This page is about a proposal to make debian/copyright machine-interpretable. It is one of the most important files in Debian packaging, yet its format is vague and varies tremendously across packages, making it difficult to automatically parse.

This is not a proposal to change the policy in the short term.

?TableOfContents

Rationale

The diversity of free software licenses means that Debian does not only need to care about the freeness of a given work, but also its license's compatibility with the other parts of Debian it uses.

The arrival of the GPL version 3, its incompatibility with version 2, and our inability to spot the software where the incompatibility might be problematic is the most recent occurrence of this limitation.

There are a few precedents, also. One is the GPL/OpenSSL incompatibility. Apart from grepping debian/copyright, which is prone to numerous false positives (packaging under the GPL but software under another license) or negatives (GPL software but with an "OpenSSL special exception" dual licensing form), there is no reliable way to know which software in Debian might be problematic.

And there is more to come. There are issues with shipping GPLv2-only software with a CDDL operating system such as Nexenta. The GPL version 3 solves this issue, but not all GPL software can switch to it and we have no way to know how much of Debian should be stripped from such a system.

Proposal

I suggest to add simple RFC2822 multiline fields to debian/copyright containing machine-interpretable values for copyright holders, known licenses, upstream URLs etc. -- SamHocevar

These fields should be clear enough to obviate duplicating their information somewhere else in the file.

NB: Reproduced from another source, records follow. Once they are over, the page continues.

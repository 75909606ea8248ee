//! HTML rendering of the coin board

use crate::board::BoardView;

pub const PAGE_TITLE: &str = "Welcome to cryptomat's viewer!";

/// Round to 2 decimal places; values that round to zero come back as `+0.0`
pub fn round2(value: f64) -> f64 {
    let rounded = (value * 100.0).round() / 100.0;
    if rounded == 0.0 { 0.0 } else { rounded }
}

fn escape(text: &str) -> String {
    let mut out = String::with_capacity(text.len());
    for c in text.chars() {
        match c {
            '&' => out.push_str("&amp;"),
            '<' => out.push_str("&lt;"),
            '>' => out.push_str("&gt;"),
            '"' => out.push_str("&quot;"),
            '\'' => out.push_str("&#39;"),
            _ => out.push(c),
        }
    }
    out
}

/// Render the full page for `view`
pub fn render_page(view: &BoardView, source: &str) -> String {
    let mut rows = String::new();
    for (name, coin) in &view.coins {
        let change_24 = round2(coin.change_24);
        let change_class = if change_24 < 0.0 { "down" } else { "up" };
        rows.push_str(&format!(
            "      <tr><td>{}</td><td>{:.2}</td><td>{:.2}</td><td class=\"{}\">{:+.2}%</td></tr>\n",
            escape(name),
            round2(coin.current_price),
            round2(coin.ath),
            change_class,
            change_24,
        ));
    }

    let mut unavailable = String::new();
    if !view.unavailable.is_empty() {
        unavailable.push_str("  <h2>Unavailable</h2>\n  <ul>\n");
        for item in &view.unavailable {
            unavailable.push_str(&format!("    <li>{}: {}</li>\n", escape(&item.name), escape(&item.reason)));
        }
        unavailable.push_str("  </ul>\n");
    }

    format!(
        r#"<!DOCTYPE html>
<html lang="en">
<head>
  <meta charset="utf-8">
  <title>cryptomat</title>
  <style>
    body {{ font-family: sans-serif; margin: 2rem; }}
    table {{ border-collapse: collapse; }}
    th, td {{ padding: 0.3rem 1rem; text-align: right; border-bottom: 1px solid #ddd; }}
    td:first-child, th:first-child {{ text-align: left; }}
    .up {{ color: #0a7d28; }}
    .down {{ color: #b3261e; }}
  </style>
</head>
<body>
  <h1>{title}</h1>
  <p>Source: {source}</p>
  <table>
    <thead>
      <tr><th>Coin</th><th>Current price</th><th>ATH</th><th>24h change</th></tr>
    </thead>
    <tbody>
{rows}    </tbody>
  </table>
{unavailable}</body>
</html>
"#,
        title = PAGE_TITLE,
        source = escape(source),
    )
}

Compatiblity and human-readability

It is important to have debian/copyright remain human-readable, and thus not to overengineer this proposal by adding too many fields. However I believe that as it is, it remains clear enough to a human (as suggested by the examples at the end).

It should be encoded UTF-8.

For clarity we should recommend separating machine-interpretable parts with empty lines. This is not mandatory.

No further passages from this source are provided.